Franco Colapinto alcanzó su primer punto con Alpine en un Gran Premio de China accidentado, pero el resultado no logró calmar su frustración. A pesar de terminar décimo tras el choque con Esteban Ocon y el retiro de Max Verstappen, el pilarense fue lapidario con el rendimiento del auto y la suerte del equipo.
El piloto argentino no ocultó sus sensaciones encontradas tras bajarse del monoplaza: "La verdad que fue bueno haber sumado puntos, pero estoy triste por haberlo sumado por tener suerte, porque se quedó Max y no lo hubiera sumado", reconoció con honestidad brutal. Para el joven bonaerense, no es positivo haber finalizado por detrás de vehículos con un ritmo inferior al de su Alpine durante el último tramo de la competencia.

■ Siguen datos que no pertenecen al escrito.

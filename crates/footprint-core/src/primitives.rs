//! # Footprint Primitives
//!
//! Hardcoded runtime constants for the footprint layer.
//! These are compiled into the binary and are immutable at runtime.

/// Relation levels the graph builder expands when the caller gives no
/// `recursive` option: immediate children only, never grandchildren.
pub const DEFAULT_RECURSION: u32 = 1;

/// Upper bound on relation levels the graph builder will ever expand.
///
/// - Payloads come from untrusted callers
/// - Mappings may be self-referential
/// - Any requested depth above this is clamped
pub const MAX_RECURSION_DEPTH: u32 = 16;

/// Default page size for multi-record lookups when the caller gives none.
pub const DEFAULT_LIMIT: usize = 100;

/// Name used for the primary-key field when a mapping does not declare one.
pub const DEFAULT_PRIMARY_KEY: &str = "id";

/// Maximum length of an entity, field or relation name.
///
/// Names longer than this are rejected when a schema is registered.
pub const MAX_NAME_LENGTH: usize = 64;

Daños estructurales y críticas a la organización
El impacto provocado por Esteban Ocon en la vuelta 33 no solo le costó una sanción de diez segundos al francés, sino que comprometió seriamente la aerodinámica del auto número 43. "La parte trasera derecha quedó toda rota, tenía un agujero grande en el piso atrás y perdía muchos puntos de carga", detalló Colapinto sobre las consecuencias técnicas del toque. Esta rotura en el fondo plano es el motivo por el cual el monoplaza perdió estabilidad, dificultando su capacidad para defender la posición en las curvas rápidas de Shanghai.
La mayor molestia del argentino, sin embargo, se centró en la gestión de la carrera por parte de las autoridades tras el abandono de Lance Stroll. Colapinto aseguró que pusieron un Safety Car que no tiene sentido y comparó la situación con lo ocurrido en Melbourne, donde ante incidentes más graves solo se utilizó el coche de seguridad virtual: "Siento que hice una de las mejores carreras, empujando todas las vueltas, para que después se vaya todo", sentenció sobre el golpe de mala suerte que arruinó su estrategia inicial.

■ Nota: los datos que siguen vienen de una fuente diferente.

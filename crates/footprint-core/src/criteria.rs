//! # Criteria Normalizer
//!
//! Turns caller criteria into the form lookup calls take.
//!
//! - A scalar selects one record by primary key (find-one path)
//! - An object is a conjunctive equality filter (find-many path)
//!
//! Field names are not checked here. Unknown names surface from the
//! collaborator that evaluates the filter.

use crate::schema::{Cardinality, EntityType};
use crate::{FootprintError, Key, Result, Value};
use std::collections::BTreeMap;

/// Conjunctive field-equality filter: every entry must match.
pub type Filter = BTreeMap<String, Value>;

/// Caller-supplied selection criteria.
#[derive(Debug, Clone, PartialEq, Eq)]
pub enum Criteria {
    /// Primary-key value. Always targets at most one record.
    Key(Value),
    /// Field-equality filter. May match any number of records.
    Filter(Filter),
}

impl Criteria {
    /// Criteria matching every record.
    #[must_use]
    pub fn all() -> Self {
        Self::Filter(Filter::new())
    }

    /// Build a filter from `(field, value)` pairs.
    pub fn filter<K, V>(pairs: impl IntoIterator<Item = (K, V)>) -> Self
    where
        K: Into<String>,
        V: Into<Value>,
    {
        Self::Filter(
            pairs
                .into_iter()
                .map(|(k, v)| (k.into(), v.into()))
                .collect(),
        )
    }

    #[must_use]
    pub const fn is_scalar(&self) -> bool {
        matches!(self, Self::Key(_))
    }
}

impl From<Key> for Criteria {
    fn from(key: Key) -> Self {
        Self::Key(Value::from(key))
    }
}

impl From<i64> for Criteria {
    fn from(n: i64) -> Self {
        Self::Key(Value::Int(n))
    }
}

impl From<&str> for Criteria {
    fn from(s: &str) -> Self {
        Self::Key(Value::text(s))
    }
}

impl From<Filter> for Criteria {
    fn from(filter: Filter) -> Self {
        Self::Filter(filter)
    }
}

/// Lookup path selected from the criteria kind.
#[derive(Debug, Clone, PartialEq, Eq)]
pub enum Lookup {
    /// Find-one path. `None` when the scalar can never be a stored key.
    One(Option<Key>),
    Many(Filter),
}

/// The CriteriaNormalizer canonicalizes criteria. Pure transforms only.
pub struct CriteriaNormalizer;

impl CriteriaNormalizer {
    /// Select the lookup path for `criteria`.
    ///
    /// A scalar that is not a usable key selects nothing rather than failing.
    #[must_use]
    pub fn normalize(criteria: &Criteria) -> Lookup {
        match criteria {
            Criteria::Key(value) => Lookup::One(value.as_key()),
            Criteria::Filter(filter) => Lookup::Many(filter.clone()),
        }
    }

    /// Convert a value about to be stored as a foreign key.
    ///
    /// Returns `FootprintError::Validation` if the value is not a usable key.
    pub fn key(value: &Value) -> Result<Key> {
        value.as_key().ok_or_else(|| {
            FootprintError::Validation(format!("Invalid primary key value: {value}"))
        })
    }

    /// Normalize child-side criteria of an association into a filter.
    ///
    /// A scalar becomes an equality on the target's primary key. A scalar
    /// that is not a usable key stays as given and matches no record.
    #[must_use]
    pub fn child_filter(criteria: &Criteria, target: &EntityType) -> Filter {
        match criteria {
            Criteria::Key(value) => {
                let mut filter = Filter::new();
                let value = value.as_key().map_or_else(|| value.clone(), Value::from);
                filter.insert(target.primary_key().to_string(), value);
                filter
            }
            Criteria::Filter(filter) => filter.clone(),
        }
    }
}

/// Evaluate `filter` against one record of `entity`.
///
/// Names may be the primary key, a leaf field (missing reads as `Null`), or
/// a `toOne` relation (compared by foreign key). Anything else fails with
/// `FootprintError::Validation`. Used by collaborators that evaluate
/// filters in memory.
pub fn filter_matches<'a, F, L>(
    filter: &Filter,
    entity: &EntityType,
    key: Option<Key>,
    field: F,
    link: L,
) -> Result<bool>
where
    F: Fn(&str) -> Option<&'a Value>,
    L: Fn(&str) -> Option<Key>,
{
    for (name, expected) in filter {
        let matched = if name == entity.primary_key() {
            key.is_some() && expected.as_key() == key
        } else if entity.field(name).is_some() {
            field(name).unwrap_or(&Value::Null) == expected
        } else if let Some(relation) = entity.relation(name) {
            if relation.cardinality != Cardinality::ToOne {
                return Err(FootprintError::Validation(format!(
                    "Cannot filter '{}' on to_many relation '{}'",
                    entity.name(),
                    name
                )));
            }
            match link(name) {
                Some(linked) => expected.as_key() == Some(linked),
                None => expected.is_null(),
            }
        } else {
            return Err(FootprintError::Validation(format!(
                "Unknown field '{}' on '{}'",
                name,
                entity.name()
            )));
        };

        if !matched {
            return Ok(false);
        }
    }
    Ok(true)
}

// =============================================================================
// TESTS
// =============================================================================

#[cfg(test)]
mod tests {
    use super::*;
    use crate::schema::{FieldDef, Relation};

    fn todo() -> EntityType {
        EntityType::new("Todo")
            .with_field(FieldDef::text("task"))
            .with_field(FieldDef::boolean("done").optional())
            .with_relation(Relation::to_one("creator", "User"))
    }

    #[test]
    fn scalar_selects_find_one() {
        assert_eq!(
            CriteriaNormalizer::normalize(&Criteria::from(3)),
            Lookup::One(Some(Key(3)))
        );
        assert_eq!(
            CriteriaNormalizer::normalize(&Criteria::from("4")),
            Lookup::One(Some(Key(4)))
        );
    }

    #[test]
    fn object_passes_through_unchanged() {
        let criteria = Criteria::filter([("unknown", 1)]);
        let Lookup::Many(filter) = CriteriaNormalizer::normalize(&criteria) else {
            unreachable!("object criteria must select find-many");
        };
        assert_eq!(filter.get("unknown"), Some(&Value::Int(1)));
    }

    #[test]
    fn unusable_scalar_selects_nothing() {
        for value in [Value::Bool(true), Value::Int(-1), Value::text("abc")] {
            assert_eq!(
                CriteriaNormalizer::normalize(&Criteria::Key(value)),
                Lookup::One(None)
            );
        }
    }

    #[test]
    fn unusable_value_is_not_a_foreign_key() {
        let result = CriteriaNormalizer::key(&Value::Int(-1));
        assert!(matches!(result, Err(FootprintError::Validation(_))));
    }

    #[test]
    fn scalar_child_criteria_targets_primary_key() {
        let filter = CriteriaNormalizer::child_filter(&Criteria::from(9), &todo());
        assert_eq!(filter.get("id"), Some(&Value::Int(9)));
    }

    #[test]
    fn unusable_child_key_matches_nothing() {
        let entity = todo();
        let filter = CriteriaNormalizer::child_filter(&Criteria::from("abc"), &entity);
        let matched = filter_matches(&filter, &entity, Some(Key(1)), |_: &str| None, |_: &str| None)
            .expect("match");
        assert!(!matched);
    }

    #[test]
    fn filter_is_conjunctive() {
        let entity = todo();
        let task = Value::text("Buy cheese");
        let field = |name: &str| (name == "task").then_some(&task);
        let no_link = |_: &str| None;

        let both = Criteria::filter([("task", Value::text("Buy cheese")), ("done", Value::Null)]);
        let Criteria::Filter(both) = both else {
            unreachable!()
        };
        assert!(filter_matches(&both, &entity, Some(Key(1)), field, no_link).expect("match"));

        let mismatch = Criteria::filter([("task", Value::text("Buy cheese")), ("done", Value::Bool(true))]);
        let Criteria::Filter(mismatch) = mismatch else {
            unreachable!()
        };
        assert!(!filter_matches(&mismatch, &entity, Some(Key(1)), field, no_link).expect("match"));
    }

    #[test]
    fn filter_compares_foreign_keys_and_rejects_unknown_names() {
        let entity = todo();
        let field = |_: &str| None;
        let link = |name: &str| (name == "creator").then_some(Key(5));

        let mut by_creator = Filter::new();
        by_creator.insert("creator".into(), Value::Int(5));
        assert!(filter_matches(&by_creator, &entity, Some(Key(1)), field, link).expect("match"));

        let mut unknown = Filter::new();
        unknown.insert("colour".into(), Value::text("red"));
        assert!(filter_matches(&unknown, &entity, Some(Key(1)), field, link).is_err());
    }
}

En los giros finales, el pilarense estuvo a milésimas de superar al Williams de Carlos Sainz, pero decidió priorizar el resultado para el equipo: "Con Carlos me quedé bastante caliente; tenía unas ganas de pasarlo que estaba por tirarme en cualquier lado, pero me contuve porque estaba para que quedemos los dos tirados", sentenció. A pesar de la bronca acumulada, el pilarense reafirmó su filosofía de no rendirse nunca de cara al próximo desafío en Japón.